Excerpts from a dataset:

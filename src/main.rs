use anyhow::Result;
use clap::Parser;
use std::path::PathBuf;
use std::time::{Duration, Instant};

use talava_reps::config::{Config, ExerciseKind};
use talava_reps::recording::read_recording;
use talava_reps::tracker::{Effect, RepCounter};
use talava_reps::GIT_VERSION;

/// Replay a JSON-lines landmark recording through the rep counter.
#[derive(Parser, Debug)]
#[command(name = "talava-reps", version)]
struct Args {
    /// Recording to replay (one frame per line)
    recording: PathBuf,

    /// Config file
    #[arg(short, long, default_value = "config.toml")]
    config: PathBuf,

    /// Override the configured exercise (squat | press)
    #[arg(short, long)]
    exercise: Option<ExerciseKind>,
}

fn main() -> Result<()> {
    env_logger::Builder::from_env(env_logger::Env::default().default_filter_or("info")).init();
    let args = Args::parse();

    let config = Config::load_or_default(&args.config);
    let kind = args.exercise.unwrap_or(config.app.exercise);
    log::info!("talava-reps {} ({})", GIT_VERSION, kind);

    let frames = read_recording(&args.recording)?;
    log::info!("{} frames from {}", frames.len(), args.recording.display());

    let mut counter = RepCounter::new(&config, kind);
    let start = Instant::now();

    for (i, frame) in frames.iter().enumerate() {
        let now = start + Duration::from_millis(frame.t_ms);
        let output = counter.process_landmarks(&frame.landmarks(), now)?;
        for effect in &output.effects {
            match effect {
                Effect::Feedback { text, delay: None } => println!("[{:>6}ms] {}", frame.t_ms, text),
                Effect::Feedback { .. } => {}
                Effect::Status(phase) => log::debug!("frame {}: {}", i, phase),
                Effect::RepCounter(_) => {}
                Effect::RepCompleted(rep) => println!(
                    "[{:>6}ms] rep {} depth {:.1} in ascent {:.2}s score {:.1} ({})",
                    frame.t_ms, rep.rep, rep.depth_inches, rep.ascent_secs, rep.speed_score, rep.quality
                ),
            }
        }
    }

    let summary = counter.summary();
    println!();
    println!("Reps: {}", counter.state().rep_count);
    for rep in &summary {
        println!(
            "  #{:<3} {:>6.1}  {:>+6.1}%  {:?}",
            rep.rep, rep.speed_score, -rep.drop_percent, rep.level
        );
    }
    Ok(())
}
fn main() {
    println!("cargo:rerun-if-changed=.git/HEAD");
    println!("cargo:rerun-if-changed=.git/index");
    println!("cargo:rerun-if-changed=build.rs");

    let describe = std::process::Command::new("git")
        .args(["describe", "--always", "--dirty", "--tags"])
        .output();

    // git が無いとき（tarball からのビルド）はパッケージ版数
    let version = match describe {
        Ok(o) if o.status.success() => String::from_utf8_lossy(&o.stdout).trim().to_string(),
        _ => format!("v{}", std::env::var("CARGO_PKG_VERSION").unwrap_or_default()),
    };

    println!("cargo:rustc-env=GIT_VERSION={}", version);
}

Work order: The answer must restate each entry word for word.

Exercise output:
filename src/main.rs
use anyhow::Result;
use clap::Parser;
use std::path::PathBuf;
use std::time::{Duration, Instant};

use talava_reps::config::{Config, ExerciseKind};
use talava_reps::recording::read_recording;
use talava_reps::tracker::{Effect, RepCounter};
use talava_reps::GIT_VERSION;

/// Replay a JSON-lines landmark recording through the rep counter.
#[derive(Parser, Debug)]
#[command(name = "talava-reps", version)]
struct Args {
    /// Recording to replay (one frame per line)
    recording: PathBuf,

    /// Config file
    #[arg(short, long, default_value = "config.toml")]
    config: PathBuf,

    /// Override the configured exercise (squat | press)
    #[arg(short, long)]
    exercise: Option<ExerciseKind>,
}

fn main() -> Result<()> {
    env_logger::Builder::from_env(env_logger::Env::default().default_filter_or("info")).init();
    let args = Args::parse();

    let config = Config::load_or_default(&args.config);
    let kind = args.exercise.unwrap_or(config.app.exercise);
    log::info!("talava-reps {} ({})", GIT_VERSION, kind);

    let frames = read_recording(&args.recording)?;
    log::info!("{} frames from {}", frames.len(), args.recording.display());

    let mut counter = RepCounter::new(&config, kind);
    let start = Instant::now();

    for (i, frame) in frames.iter().enumerate() {
        let now = start + Duration::from_millis(frame.t_ms);
        let output = counter.process_landmarks(&frame.landmarks(), now)?;
        for effect in &output.effects {
            match effect {
                Effect::Feedback { text, delay: None } => println!("[{:>6}ms] {}", frame.t_ms, text),
                Effect::Feedback { .. } => {}
                Effect::Status(phase) => log::debug!("frame {}: {}", i, phase),
                Effect::RepCounter(_) => {}
                Effect::RepCompleted(rep) => println!(
                    "[{:>6}ms] rep {} depth {:.1} in ascent {:.2}s score {:.1} ({})",
                    frame.t_ms, rep.rep, rep.depth_inches, rep.ascent_secs, rep.speed_score, rep.quality
                ),
            }
        }
    }

    let summary = counter.summary();
    println!();
    println!("Reps: {}", counter.state().rep_count);
    for rep in &summary {
        println!(
            "  #{:<3} {:>6.1}  {:>+6.1}%  {:?}",
            rep.rep, rep.speed_score, -rep.drop_percent, rep.level
        );
    }
    Ok(())
}
fn main() {
    println!("cargo:rerun-if-changed=.git/HEAD");
    println!("cargo:rerun-if-changed=.git/index");
    println!("cargo:rerun-if-changed=build.rs");

    let describe = std::process::Command::new("git")
        .args(["describe", "--always", "--dirty", "--tags"])
        .output();

    // git が無いとき（tarball からのビルド）はパッケージ版数
    let version = match describe {
        Ok(o) if o.status.success() => String::from_utf8_lossy(&o.stdout).trim().to_string(),
        _ => format!("v{}", std::env::var("CARGO_PKG_VERSION").unwrap_or_default()),
    };

    println!("cargo:rustc-env=GIT_VERSION={}", version);
}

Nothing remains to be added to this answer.